In doing some research for my 32 Players to Watch: Arjen Robben post a couple months ago I stumbled across a term I hadn’t seen in a while, and it stuck in my mind. I couldn’t figure out why it kept on popping into my head until, while in the midst of a five hour drive, I got it. The term was the Coerver Method and the revelation, what a surprise, relates to my beloved United States Men’s National Team.

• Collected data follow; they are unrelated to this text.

//! `mcp-probe`: send a single JSON-RPC request or notification to an MCP
//! server and print what comes back.
//!
//! Logs go to stderr; the response envelope is printed to stdout as JSON.

use std::path::PathBuf;
use std::time::Duration;

use anyhow::{anyhow, bail, Context, Result};
use clap::{Args, Parser, Subcommand};
use mcp_core::transport::{AuthConfig, HttpConfig, StdioConfig, Transport, TransportConfig};
use mcp_core::TransportFactory;
use serde_json::Value;
use tracing_subscriber::{layer::SubscriberExt, util::SubscriberInitExt, EnvFilter};

#[derive(Parser)]
#[command(name = "mcp-probe")]
#[command(about = "Send one JSON-RPC message to an MCP server over stdio or HTTP")]
#[command(version)]
pub struct Cli {
    #[command(subcommand)]
    pub command: Commands,

    /// Verbose logging (debug level for the transport layer)
    #[arg(short, long, global = true)]
    pub verbose: bool,
}

#[derive(Subcommand)]
pub enum Commands {
    /// Send a request and print the response envelope
    Request {
        /// JSON-RPC method name
        method: String,

        #[command(flatten)]
        message: MessageArgs,

        #[command(flatten)]
        target: TargetArgs,
    },
    /// Send a notification (no response is expected)
    Notify {
        /// JSON-RPC method name
        method: String,

        #[command(flatten)]
        message: MessageArgs,

        #[command(flatten)]
        target: TargetArgs,
    },
}

#[derive(Args)]
pub struct MessageArgs {
    /// Parameters as a JSON document
    #[arg(short, long, value_parser = parse_json)]
    pub params: Option<Value>,
}

/// Where the server is and how to reach it.
#[derive(Args)]
pub struct TargetArgs {
    /// Load the transport from a JSON, YAML or TOML file
    #[arg(long, conflicts_with_all = ["command", "url"])]
    pub config: Option<PathBuf>,

    /// Server executable (stdio transport)
    #[arg(short, long, conflicts_with = "url")]
    pub command: Option<String>,

    /// Argument passed to the server executable (repeatable)
    #[arg(short = 'a', long = "arg", requires = "command", allow_hyphen_values = true)]
    pub args: Vec<String>,

    /// Working directory for the server process
    #[arg(long, requires = "command")]
    pub cwd: Option<String>,

    /// Environment variable for the server process, as KEY=VALUE (repeatable)
    #[arg(short, long = "env", requires = "command", value_parser = parse_key_value)]
    pub env: Vec<(String, String)>,

    /// Server base URL (HTTP transport)
    #[arg(short, long)]
    pub url: Option<String>,

    /// Extra HTTP header, as NAME=VALUE (repeatable)
    #[arg(short = 'H', long = "header", requires = "url", value_parser = parse_key_value)]
    pub headers: Vec<(String, String)>,

    /// Bearer token for the HTTP transport
    #[arg(long, requires = "url")]
    pub bearer: Option<String>,

    /// Request timeout, e.g. "500ms" or "1m"
    #[arg(short, long, value_parser = humantime::parse_duration)]
    pub timeout: Option<Duration>,
}

impl TargetArgs {
    /// Build the transport configuration these flags describe.
    fn transport_config(&self) -> Result<TransportConfig> {
        let mut config = if let Some(ref path) = self.config {
            TransportConfig::from_file(path)
                .with_context(|| format!("failed to load {}", path.display()))?
        } else if let Some(ref command) = self.command {
            let mut stdio = StdioConfig::new(command).args(self.args.iter().cloned());
            if let Some(ref cwd) = self.cwd {
                stdio = stdio.working_dir(cwd);
            }
            for (key, value) in &self.env {
                stdio = stdio.env(key, value);
            }
            TransportConfig::Stdio(stdio)
        } else if let Some(ref raw_url) = self.url {
            let base_url: url::Url = raw_url
                .parse()
                .with_context(|| format!("invalid URL: {}", raw_url))?;
            let mut http = HttpConfig::new(base_url);
            for (name, value) in &self.headers {
                http = http.header(name, value);
            }
            if let Some(ref token) = self.bearer {
                http = http.auth(AuthConfig::bearer(token));
            }
            TransportConfig::Http(http)
        } else {
            bail!("one of --config, --command or --url is required");
        };

        if let Some(timeout) = self.timeout {
            match config {
                TransportConfig::Stdio(ref mut stdio) => stdio.timeout = timeout,
                TransportConfig::Http(ref mut http) => http.timeout = timeout,
            }
        }

        config.validate()?;
        Ok(config)
    }
}

fn parse_json(raw: &str) -> Result<Value, String> {
    serde_json::from_str(raw).map_err(|e| format!("invalid JSON: {}", e))
}

fn parse_key_value(raw: &str) -> Result<(String, String), String> {
    raw.split_once('=')
        .map(|(key, value)| (key.to_string(), value.to_string()))
        .filter(|(key, _)| !key.is_empty())
        .ok_or_else(|| format!("expected KEY=VALUE, got `{}`", raw))
}

#[tokio::main]
async fn main() -> Result<()> {
    let cli = Cli::parse();
    init_tracing(cli.verbose);

    match cli.command {
        Commands::Request {
            method,
            message,
            target,
        } => {
            let response = run(&target, |transport| async move {
                transport.send_request(&method, message.params).await
            })
            .await?;
            println!("{}", serde_json::to_string_pretty(&response)?);
            Ok(())
        }
        Commands::Notify {
            method,
            message,
            target,
        } => {
            run(&target, |transport| async move {
                transport.send_notification(&method, message.params).await
            })
            .await
        }
    }
}

/// Connect, run one exchange, and always disconnect afterwards.
async fn run<T, F, Fut>(target: &TargetArgs, exchange: F) -> Result<T>
where
    F: FnOnce(std::sync::Arc<dyn Transport>) -> Fut,
    Fut: std::future::Future<Output = mcp_core::McpResult<T>>,
{
    let transport = TransportFactory::create_shared(target.transport_config()?)?;
    transport
        .connect()
        .await
        .with_context(|| format!("failed to connect {} transport", transport.transport_type()))?;

    let outcome = tokio::select! {
        outcome = exchange(transport.clone()) => outcome.map_err(anyhow::Error::from),
        _ = tokio::signal::ctrl_c() => Err(anyhow!("interrupted")),
    };

    if let Err(e) = transport.disconnect().await {
        tracing::warn!("Failed to disconnect cleanly: {}", e);
    }
    tracing::debug!(info = ?transport.get_info(), "Transport closed");

    outcome
}

/// Initialize tracing subscriber with environment filter
fn init_tracing(verbose: bool) {
    let default_filter = if verbose {
        "mcp_core=debug,mcp_probe=debug"
    } else {
        "mcp_core=info,mcp_probe=info"
    };
    let env_filter =
        EnvFilter::try_from_default_env().unwrap_or_else(|_| EnvFilter::new(default_filter));

    tracing_subscriber::registry()
        .with(env_filter)
        .with(tracing_subscriber::fmt::layer().with_writer(std::io::stderr))
        .init();
}
//! HTTP transport implementation for remote MCP servers.
//!
//! Each JSON-RPC envelope is POSTed to `<base_url>/` and the HTTP response
//! body is the JSON-RPC response, so correlation is implicit. Connections are
//! pooled by a shared `reqwest::Client`; an optional [`AuthProvider`]
//! decorates the headers of every request.

use std::future::Future;
use std::sync::Arc;

use async_trait::async_trait;
use reqwest::header::{HeaderMap, HeaderName, HeaderValue, CONTENT_TYPE};
use reqwest::Client;
use serde_json::Value;
use tokio::sync::{RwLock, Semaphore};
use tracing::{debug, info};

use super::{discard_notification_failure, HttpConfig, Transport, TransportInfo, TransportStats};
use crate::auth::{AuthProvider, StaticAuth};
use crate::error::{ConfigError, ConnectionError, McpError, McpResult, ProtocolError};
use crate::messages::{JsonRpcNotification, JsonRpcRequest, RequestIdCounter};

const TRANSPORT_TYPE: &str = "http";

/// The pooled client and its companions, alive between connect and
/// disconnect.
#[derive(Clone)]
struct Pool {
    client: Client,
    permits: Arc<Semaphore>,
    base_headers: HeaderMap,
}

/// HTTP transport for remote MCP servers.
///
/// Cloning is not needed for concurrency: every method takes `&self` and
/// requests share the underlying connection pool.
pub struct HttpTransport {
    config: HttpConfig,
    endpoint: String,
    auth: Option<Arc<dyn AuthProvider>>,
    ids: RequestIdCounter,
    pool: RwLock<Option<Pool>>,
    stats: TransportStats,
}

impl HttpTransport {
    /// Create a new HTTP transport without authentication.
    ///
    /// `config.auth` is ignored here; use [`HttpTransport::from_config`] to
    /// honour it.
    pub fn new(config: HttpConfig) -> Self {
        let endpoint = config.endpoint();
        Self {
            config,
            endpoint,
            auth: None,
            ids: RequestIdCounter::new(),
            pool: RwLock::new(None),
            stats: TransportStats::default(),
        }
    }

    /// Create a transport, turning `config.auth` into a [`StaticAuth`]
    /// provider when present.
    pub fn from_config(config: HttpConfig) -> McpResult<Self> {
        let auth = config.auth.as_ref().map(StaticAuth::from_config).transpose()?;
        let transport = Self::new(config);

        Ok(match auth {
            Some(auth) => transport.with_auth(Arc::new(auth)),
            None => transport,
        })
    }

    /// Attach an authentication provider, replacing any previous one.
    pub fn with_auth(mut self, auth: Arc<dyn AuthProvider>) -> Self {
        self.auth = Some(auth);
        self
    }

    /// The configuration this transport was built from.
    pub fn config(&self) -> &HttpConfig {
        &self.config
    }

    /// The URL every envelope is POSTed to.
    pub fn endpoint(&self) -> &str {
        &self.endpoint
    }

    /// Send a notification and report delivery failures to the caller.
    ///
    /// [`Transport::send_notification`] is built on this and swallows the
    /// error.
    pub async fn try_send_notification(&self, method: &str, params: Option<Value>) -> McpResult<()> {
        let pool = self.pool().await?;
        let body = serde_json::to_vec(&JsonRpcNotification::new(method, params))?;

        self.within_timeout(method, async {
            let _permit = acquire(&pool).await?;
            let response = self.post(&pool, method, body).await?;
            check_status(response).await?;
            Ok::<(), McpError>(())
        })
        .await
    }

    fn build_pool(&self) -> McpResult<Pool> {
        let mut base_headers = HeaderMap::new();
        base_headers.insert(CONTENT_TYPE, HeaderValue::from_static("application/json"));

        for (key, value) in &self.config.headers {
            let name = HeaderName::from_bytes(key.as_bytes()).map_err(|e| {
                ConfigError::InvalidValue {
                    parameter: "headers".to_string(),
                    value: key.clone(),
                    reason: e.to_string(),
                }
            })?;
            let value = HeaderValue::from_str(value).map_err(|e| ConfigError::InvalidValue {
                parameter: format!("headers.{}", key),
                value: value.clone(),
                reason: e.to_string(),
            })?;
            base_headers.insert(name, value);
        }

        let client = Client::builder()
            .timeout(self.config.timeout)
            .pool_max_idle_per_host(self.config.pool.max_keepalive_connections)
            .build()
            .map_err(|e| ConnectionError::ClientBuild {
                reason: e.to_string(),
            })?;

        Ok(Pool {
            client,
            permits: Arc::new(Semaphore::new(
                self.config.pool.max_connections.min(Semaphore::MAX_PERMITS),
            )),
            base_headers,
        })
    }

    async fn pool(&self) -> McpResult<Pool> {
        self.pool
            .read()
            .await
            .clone()
            .ok_or_else(|| McpError::not_connected(TRANSPORT_TYPE))
    }

    /// Base headers plus whatever the auth provider adds.
    async fn request_headers(&self, pool: &Pool) -> McpResult<HeaderMap> {
        let headers = pool.base_headers.clone();
        match self.auth {
            Some(ref auth) => {
                auth.refresh_if_needed().await?;
                Ok(auth.apply_auth(headers))
            }
            None => Ok(headers),
        }
    }

    async fn post(&self, pool: &Pool, method: &str, body: Vec<u8>) -> McpResult<reqwest::Response> {
        let headers = self.request_headers(pool).await?;

        debug!(endpoint = %self.endpoint, method, "Posting JSON-RPC message");
        pool.client
            .post(&self.endpoint)
            .headers(headers)
            .body(body)
            .send()
            .await
            .map_err(|e| self.map_send_error(method, e))
    }

    fn map_send_error(&self, method: &str, e: reqwest::Error) -> McpError {
        if e.is_timeout() {
            McpError::timeout(method, self.config.timeout)
        } else if e.is_connect() {
            ConnectionError::Unreachable {
                url: self.endpoint.clone(),
                reason: e.to_string(),
            }
            .into()
        } else {
            ProtocolError::SendFailed {
                transport_type: TRANSPORT_TYPE.to_string(),
                reason: e.to_string(),
            }
            .into()
        }
    }

    /// Bound a whole exchange, including the wait for a pool slot, by the
    /// configured timeout.
    async fn within_timeout<T>(
        &self,
        method: &str,
        exchange: impl Future<Output = McpResult<T>>,
    ) -> McpResult<T> {
        tokio::time::timeout(self.config.timeout, exchange)
            .await
            .map_err(|_| McpError::timeout(method, self.config.timeout))?
    }

    async fn exchange(&self, pool: &Pool, method: &str, body: Vec<u8>) -> McpResult<Value> {
        self.within_timeout(method, self.round_trip(pool, method, body))
            .await
    }

    async fn round_trip(&self, pool: &Pool, method: &str, body: Vec<u8>) -> McpResult<Value> {
        let _permit = acquire(pool).await?;
        let response = self.post(pool, method, body).await?;
        let response = check_status(response).await?;

        let text = response.text().await.map_err(|e| {
            if e.is_timeout() {
                McpError::timeout(method, self.config.timeout)
            } else {
                ProtocolError::InvalidResponse {
                    reason: format!("Failed to read response body: {}", e),
                }
                .into()
            }
        })?;

        serde_json::from_str(&text).map_err(|e| {
            ProtocolError::InvalidResponse {
                reason: format!("Response is not JSON: {} ({})", e, text),
            }
            .into()
        })
    }
}

/// Wait for a free slot under `max_connections`.
async fn acquire(pool: &Pool) -> McpResult<tokio::sync::SemaphorePermit<'_>> {
    pool.permits
        .acquire()
        .await
        .map_err(|_| McpError::not_connected(TRANSPORT_TYPE))
}

/// Map any non-2xx status to a protocol error carrying the body.
async fn check_status(response: reqwest::Response) -> McpResult<reqwest::Response> {
    let status = response.status();
    if status.is_success() {
        return Ok(response);
    }

    let body = response.text().await.unwrap_or_default();
    Err(ProtocolError::HttpStatus {
        status_code: status.as_u16(),
        body,
    }
    .into())
}

#[async_trait]
impl Transport for HttpTransport {
    async fn connect(&self) -> McpResult<()> {
        let mut pool = self.pool.write().await;
        if pool.is_some() {
            debug!("HTTP transport already connected");
            return Ok(());
        }

        info!("Connecting HTTP transport to {}", self.endpoint);
        *pool = Some(self.build_pool()?);
        self.stats.mark_connected();

        info!("HTTP transport connected successfully");
        Ok(())
    }

    async fn disconnect(&self) -> McpResult<()> {
        let Some(pool) = self.pool.write().await.take() else {
            debug!("HTTP transport not connected, nothing to disconnect");
            return Ok(());
        };

        info!("Disconnecting HTTP transport");
        // Requests queued for a slot fail instead of waiting on a dead pool.
        pool.permits.close();
        drop(pool);
        self.stats.mark_disconnected();

        info!("HTTP transport disconnected");
        Ok(())
    }

    fn is_connected(&self) -> bool {
        self.stats.is_connected()
    }

    async fn send_request(&self, method: &str, params: Option<Value>) -> McpResult<Value> {
        let pool = self.pool().await?;

        let id = self.ids.next_id();
        let body = serde_json::to_vec(&JsonRpcRequest::new(id, method, params))?;

        self.stats.request_sent();
        match self.exchange(&pool, method, body).await {
            Ok(response) => {
                self.stats.response_received();
                Ok(response)
            }
            Err(e) => {
                self.stats.error();
                debug!(method, error = %e, "HTTP request failed");
                Err(e)
            }
        }
    }

    async fn send_notification(&self, method: &str, params: Option<Value>) -> McpResult<()> {
        if !self.is_connected() {
            return Err(McpError::not_connected(TRANSPORT_TYPE));
        }

        let outcome = self.try_send_notification(method, params).await;
        discard_notification_failure(&self.stats, TRANSPORT_TYPE, method, outcome);
        Ok(())
    }

    fn get_info(&self) -> TransportInfo {
        let mut info = self.stats.snapshot(TRANSPORT_TYPE);

        info.add_metadata("base_url", serde_json::json!(self.config.base_url.as_str()));
        info.add_metadata("endpoint", serde_json::json!(self.endpoint));
        info.add_metadata(
            "timeout_ms",
            serde_json::json!(self.config.timeout.as_millis() as u64),
        );
        info.add_metadata(
            "max_connections",
            serde_json::json!(self.config.pool.max_connections),
        );
        info.add_metadata(
            "max_keepalive_connections",
            serde_json::json!(self.config.pool.max_keepalive_connections),
        );
        info.add_metadata("header_count", serde_json::json!(self.config.headers.len()));
        info.add_metadata("has_auth", serde_json::json!(self.auth.is_some()));

        info
    }

    fn transport_type(&self) -> &'static str {
        TRANSPORT_TYPE
    }
}
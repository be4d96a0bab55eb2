//! # MCP Core Library
//!
//! `mcp-core` provides the client-side transport layer for the Model Context
//! Protocol (MCP): a single [`Transport`] contract for exchanging JSON-RPC 2.0
//! messages with an MCP server, and two implementations of it.
//!
//! ## Features
//!
//! - **Transport Abstraction**: One async interface over local processes
//!   (stdio) and remote servers (HTTP POST)
//! - **Request Correlation**: String ids, strictly increasing per transport,
//!   with any number of requests in flight
//! - **Type-Safe Configuration**: Builder-style or file-based (JSON, YAML,
//!   TOML) configuration for both transports
//! - **Pluggable Authentication**: An [`auth::AuthProvider`] capability
//!   consulted before every HTTP request
//! - **Structured Errors**: Connection, protocol, timeout and tool failures
//!   are distinguishable by kind
//!
//! ## Quick Start
//!
//! ```rust,no_run
//! use mcp_core::{Transport, TransportConfig, TransportFactory};
//! use serde_json::json;
//!
//! #[tokio::main]
//! async fn main() -> Result<(), Box<dyn std::error::Error>> {
//!     let config = TransportConfig::stdio("python", &["server.py"]);
//!     let transport = TransportFactory::create(config)?;
//!
//!     transport.connect().await?;
//!     let response = transport
//!         .send_request("tools/call", Some(json!({"name": "echo"})))
//!         .await?;
//!     println!("Response: {}", response);
//!     transport.disconnect().await?;
//!
//!     Ok(())
//! }
//! ```
//!
//! ## Architecture
//!
//! - [`error`]: Error types for all transport operations
//! - [`messages`]: JSON-RPC envelopes and request id allocation
//! - [`auth`]: Authentication capability for the HTTP transport
//! - [`transport`]: Transport abstraction, configuration and implementations
//!
//! ## Transport Support
//!
//! - **stdio**: Local process communication (enabled by default)
//! - **http**: JSON-RPC over HTTP POST (enabled by default)
//!
//! Transport support can be controlled via feature flags.

#![warn(missing_docs)]
#![warn(clippy::all)]
#![allow(clippy::module_name_repetitions)]
#![allow(clippy::uninlined_format_args)]

pub mod auth;
pub mod error;
pub mod messages;
pub mod transport;

// Re-export commonly used types for convenience
pub use auth::{AuthProvider, StaticAuth};
pub use error::{ConfigError, ConnectionError, ErrorKind, McpError, McpResult, ProtocolError};
pub use messages::{JsonRpcNotification, JsonRpcRequest, RequestIdCounter};
pub use transport::{Transport, TransportConfig, TransportFactory, TransportInfo};

#[cfg(feature = "http")]
pub use transport::http::HttpTransport;
#[cfg(feature = "stdio")]
pub use transport::stdio::StdioTransport;

/// Current version of the mcp-core library
pub const VERSION: &str = env!("CARGO_PKG_VERSION");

First, let’s do a little catching up. The Coerver Method is a coaching technique invented by former Dutch manager Wiel Coerver. I hadn’t thought about the Coerver Method in years until I found out that Arjen “Oldface Killah” Robben was a student of the method in his youth. The technique aims at teaching kids when they’re young to execute evasive moves on the dribble and to use small team play, essentially ball movements between two or three players aimed at retaining possession and creative offensively. The one-on-one evasion aspect of the method went in one ear and out the other for me, like when TYAC Editor-In-Chief Dan Seco tells me to, “Stop making so many damn West Ham references in your posts!” But like a blown Alessandro Diamanti penalty against Arsenal, the specter of the small team moves aspect of the Coerver Method haunted me, and I couldn’t figure out why.
“Coerver Coaching believes that the game is made up of a series of movements and plays involving a small number of players (1 on 1, 2 on 2, 3 on 3 etc.) in different parts of the field. It is when they are linked together, or broken up defensively, that these small group plays make up a game of football.”
This isn’t simply the “keep your triangles!” part of the game that you probably had more than one soccer coach bark at you as a kid, but it builds off that. These Coerver-style small team moves in the attacking third are exactly what the U.S. attack is missing, especially in the absence of Charlie Davies (who seems to make all the Yanks passing in and around the box more effective).
This is not me calling for a complete revamp of the U.S. youth system. This isn’t me calling for a Coerver disciple to replace Bob Bradley two months out from the World Cup either. No, this is just me expressing the need for a USMNT version of Larry Shyatt.
Now on the off chance that our readership isn’t comprised solely of college basketball fans, let me explain. Larry Shyatt is the former head coach of Clemson University’s basketball team, but he’s more well known for being one of the best assistant coaches in the game, serving under Florida Gators head coach Billy Donovan in that capacity. After years of coaching his offensively potent, motion heavy “Billy Ball,” Donovan assessed his own weaknesses as a coach. While he could seemingly teach trained housecats to put the ball in the basket and press like their lives depended on it, the diminutive former Providence star wasn’t an elite coach of half court defense. So after a disappointing end to the 2003-04 season, Donovan assessed his own weaknesses and added the newly available Shyatt to his coaching staff. Larry was pegged as a defensive guru, and he lived up to the billing. Current Knicks star David Lee and three-point specialist Lee Humphrey led the charge under Shyatt, taking their defending to another level, and showing freshmen like Joakim Noah and Al Horford that Shyatt was onto something. With a points-allowed-per-game that jumped from the 11th in the SEC to third right off the bat, Florida basketball won three conference tournaments and two national titles in Shyatt’s first three years with the team. In short, Larry Shyatt completed the coaching puzzle for team. He was the Ringo to Florida’s Beatles, the Masta Killa to the Gators’ Wu-Tang Clan.
And that’s exactly what needs to happen (but won’t) in the coaching ranks of the USMNT. Realistically we’re in the 11th hour here as far as the World Cup is concerned, and the man who would be making the decision is the type of dude who usually takes too long to make a change anyway. But that doesn’t mean this type of specialized coaching isn’t what the team needs.
I don’t have illusions about a well orchestrated attack turning the Yanks into a Brazil or Netherlands clone, but maybe getting better with team moves in the attacking third makes us look just a little less disjointed and confused on the ball (which we appear to be all too often). Maybe focusing on these techniques would even lead to a run-of-play goal or penalty call against Algeria or Slovenia when the opposition’s practice on set piece defending is paying off and the Donovan corners have run dry.
Charlie Cooke is the foremost Coerver Method coach in the States, and yes, he’s used to coaching kids, but I bet the Yanks’ offense would benefit from Bobbo getting Charlie on the phone and into camp for a few days. It sure would be nice to carry the ball into England’s area looking more like killer bees on the swarm than the derogatory “colonies” moniker which we sadly often justify.